[Input material]
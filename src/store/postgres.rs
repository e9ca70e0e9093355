use async_trait::async_trait;
use chrono::{DateTime, Utc};
use sqlx::{FromRow, PgPool};
use uuid::Uuid;

use crate::error::{Error, Result};
use crate::models::candidate::{Candidate, NewCandidate, ResumeRef};
use crate::store::CandidateStore;

const CANDIDATE_COLUMNS: &str = "id, name, email, phone, role, experience, status, \
     resume_url, resume_file_name, notes, applied_date, last_updated";

#[derive(Debug, FromRow)]
struct CandidateRow {
    id: Uuid,
    name: String,
    email: String,
    phone: Option<String>,
    role: String,
    experience: i32,
    status: String,
    resume_url: Option<String>,
    resume_file_name: Option<String>,
    notes: String,
    applied_date: DateTime<Utc>,
    last_updated: DateTime<Utc>,
}

impl TryFrom<CandidateRow> for Candidate {
    type Error = Error;

    fn try_from(row: CandidateRow) -> Result<Self> {
        let experience = u32::try_from(row.experience).map_err(|_| {
            Error::Internal(format!(
                "Candidate {} has negative experience {}",
                row.id, row.experience
            ))
        })?;
        let resume = row.resume_url.map(|url| ResumeRef {
            url,
            file_name: row.resume_file_name.unwrap_or_default(),
        });

        Ok(Candidate {
            id: row.id,
            name: row.name,
            email: row.email,
            phone: row.phone,
            role: row.role,
            experience,
            status: row.status.parse()?,
            resume,
            notes: row.notes,
            applied_date: row.applied_date,
            last_updated: row.last_updated,
        })
    }
}

fn experience_param(experience: u32) -> Result<i32> {
    i32::try_from(experience)
        .map_err(|_| Error::BadRequest(format!("Experience {} is out of range", experience)))
}

#[derive(Clone)]
pub struct PgCandidateStore {
    pool: PgPool,
}

impl PgCandidateStore {
    pub fn new(pool: PgPool) -> Self {
        Self { pool }
    }
}

#[async_trait]
impl CandidateStore for PgCandidateStore {
    async fn list_all(&self) -> Result<Vec<Candidate>> {
        let sql = format!(
            "SELECT {} FROM candidates ORDER BY applied_date DESC",
            CANDIDATE_COLUMNS
        );
        let rows = sqlx::query_as::<_, CandidateRow>(&sql)
            .fetch_all(&self.pool)
            .await?;
        rows.into_iter().map(Candidate::try_from).collect()
    }

    async fn get_one(&self, id: Uuid) -> Result<Candidate> {
        let sql = format!("SELECT {} FROM candidates WHERE id = $1", CANDIDATE_COLUMNS);
        let row = sqlx::query_as::<_, CandidateRow>(&sql)
            .bind(id)
            .fetch_optional(&self.pool)
            .await?
            .ok_or_else(|| Error::NotFound(format!("Candidate {} not found", id)))?;
        Candidate::try_from(row)
    }

    async fn save(&self, candidate: &Candidate) -> Result<Candidate> {
        let sql = format!(
            r#"
            INSERT INTO candidates (
                id, name, email, phone, role, experience, status,
                resume_url, resume_file_name, notes, applied_date, last_updated
            ) VALUES ($1,$2,$3,$4,$5,$6,$7,$8,$9,$10,$11,$12)
            ON CONFLICT (id) DO UPDATE SET
                name = EXCLUDED.name,
                email = EXCLUDED.email,
                phone = EXCLUDED.phone,
                role = EXCLUDED.role,
                experience = EXCLUDED.experience,
                status = EXCLUDED.status,
                resume_url = EXCLUDED.resume_url,
                resume_file_name = EXCLUDED.resume_file_name,
                notes = EXCLUDED.notes,
                last_updated = EXCLUDED.last_updated
            RETURNING {}
            "#,
            CANDIDATE_COLUMNS
        );
        let row = sqlx::query_as::<_, CandidateRow>(&sql)
            .bind(candidate.id)
            .bind(&candidate.name)
            .bind(&candidate.email)
            .bind(&candidate.phone)
            .bind(&candidate.role)
            .bind(experience_param(candidate.experience)?)
            .bind(candidate.status.as_str())
            .bind(candidate.resume.as_ref().map(|r| r.url.clone()))
            .bind(candidate.resume.as_ref().map(|r| r.file_name.clone()))
            .bind(&candidate.notes)
            .bind(candidate.applied_date)
            .bind(candidate.last_updated)
            .fetch_one(&self.pool)
            .await?;
        Candidate::try_from(row)
    }

    async fn create(&self, candidate: NewCandidate) -> Result<Candidate> {
        let sql = format!(
            r#"
            INSERT INTO candidates (
                name, email, phone, role, experience, status,
                resume_url, resume_file_name, notes, applied_date, last_updated
            ) VALUES ($1,$2,$3,$4,$5,$6,$7,$8,$9,$10,$11)
            RETURNING {}
            "#,
            CANDIDATE_COLUMNS
        );
        let (resume_url, resume_file_name) = match candidate.resume {
            Some(resume) => (Some(resume.url), Some(resume.file_name)),
            None => (None, None),
        };
        let row = sqlx::query_as::<_, CandidateRow>(&sql)
            .bind(candidate.name)
            .bind(candidate.email)
            .bind(candidate.phone)
            .bind(candidate.role)
            .bind(experience_param(candidate.experience)?)
            .bind(candidate.status.as_str())
            .bind(resume_url)
            .bind(resume_file_name)
            .bind(candidate.notes)
            .bind(candidate.applied_date)
            .bind(candidate.last_updated)
            .fetch_one(&self.pool)
            .await?;
        Candidate::try_from(row)
    }
}

#[cfg(test)]
mod tests {
    use super::*;
    use crate::models::candidate::CandidateStatus;
    use crate::pipeline::fixtures::jan;

    fn row(status: &str, experience: i32) -> CandidateRow {
        CandidateRow {
            id: Uuid::new_v4(),
            name: "Alice Johnson".into(),
            email: "alice@example.com".into(),
            phone: Some("+1 555 0100".into()),
            role: "Frontend Developer".into(),
            experience,
            status: status.into(),
            resume_url: Some("/api/files/resume/abc".into()),
            resume_file_name: None,
            notes: String::new(),
            applied_date: jan(15),
            last_updated: jan(16),
        }
    }

    #[test]
    fn row_converts_into_candidate() {
        let candidate = Candidate::try_from(row("offer", 3)).unwrap();
        assert_eq!(candidate.status, CandidateStatus::Offer);
        assert_eq!(candidate.experience, 3);
        let resume = candidate.resume.unwrap();
        assert_eq!(resume.url, "/api/files/resume/abc");
        assert_eq!(resume.file_name, "");
    }

    #[test]
    fn row_with_unknown_status_is_rejected() {
        let err = Candidate::try_from(row("hired", 3)).unwrap_err();
        assert!(matches!(err, Error::InvalidStatus(ref s) if s == "hired"));
    }

    #[test]
    fn row_with_negative_experience_is_rejected() {
        assert!(Candidate::try_from(row("applied", -1)).is_err());
    }
}
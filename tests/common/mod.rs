#![allow(dead_code)]

use std::sync::Arc;

use axum::{
    body::{to_bytes, Body},
    http::{Request, Response},
    Router,
};
use chrono::{DateTime, TimeZone, Utc};
use pipeline_backend::{
    build_router,
    config::Config,
    models::candidate::{Candidate, CandidateStatus},
    store::MemoryCandidateStore,
    utils::token::issue_token,
    AppState,
};
use serde_json::Value as JsonValue;
use uuid::Uuid;

pub const JWT_SECRET: &str = "test_secret_key";

pub fn jan(day: u32) -> DateTime<Utc> {
    Utc.with_ymd_and_hms(2024, 1, day, 9, 0, 0).unwrap()
}

fn seed(name: &str, role: &str, experience: u32, status: CandidateStatus, day: u32) -> Candidate {
    Candidate {
        id: Uuid::new_v4(),
        name: name.to_string(),
        email: format!("{}@example.com", name.to_lowercase().replace(' ', ".")),
        phone: None,
        role: role.to_string(),
        experience,
        status,
        resume: None,
        notes: String::new(),
        applied_date: jan(day),
        last_updated: jan(day),
    }
}

pub fn seed_pool() -> Vec<Candidate> {
    vec![
        seed("Alice Johnson", "Frontend Developer", 3, CandidateStatus::Applied, 15),
        seed("Bob Smith", "Backend Developer", 5, CandidateStatus::Applied, 10),
        seed("Carol White", "UX Designer", 2, CandidateStatus::Interview, 5),
        seed("David Brown", "Backend Developer", 7, CandidateStatus::Offer, 12),
        seed("Eve Davis", "QA Engineer", 1, CandidateStatus::Rejected, 8),
    ]
}

pub struct TestApp {
    pub router: Router,
    pub store: Arc<MemoryCandidateStore>,
    pub token: String,
}

impl TestApp {
    pub fn new(candidates: Vec<Candidate>) -> Self {
        let store = Arc::new(MemoryCandidateStore::with_candidates(candidates));
        let config = Config::for_tests(JWT_SECRET);
        let state = AppState::new(store.clone(), config.jwt_secret.clone());
        let token = issue_token(&config.jwt_secret, "recruiter-1", Some("hr"), 3600).expect("token");
        Self {
            router: build_router(state, config.api_rps),
            store,
            token,
        }
    }

    pub fn request(&self, method: &str, uri: &str, body: Option<JsonValue>) -> Request<Body> {
        let builder = Request::builder()
            .method(method)
            .uri(uri)
            .header("authorization", format!("Bearer {}", self.token));
        match body {
            Some(json) => builder
                .header("content-type", "application/json")
                .body(Body::from(json.to_string()))
                .unwrap(),
            None => builder.body(Body::empty()).unwrap(),
        }
    }
}

pub async fn body_bytes(resp: Response<Body>) -> Vec<u8> {
    to_bytes(resp.into_body(), 1024 * 1024).await.unwrap().to_vec()
}

pub async fn body_json(resp: Response<Body>) -> JsonValue {
    serde_json::from_slice(&body_bytes(resp).await).unwrap()
}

[What you are asked to do]
What are the exact lines from the beginning of the material through the line containing "const CANDIDATE_COLUMNS: &str"? Write out those lines alone.

[Task output]
filename src/store/postgres.rs
repository e9ca70e0e9093355
use async_trait::async_trait;
use chrono::{DateTime, Utc};
use sqlx::{FromRow, PgPool};
use uuid::Uuid;

use crate::error::{Error, Result};
use crate::models::candidate::{Candidate, NewCandidate, ResumeRef};
use crate::store::CandidateStore;

const CANDIDATE_COLUMNS: &str = "id, name, email, phone, role, experience, status, \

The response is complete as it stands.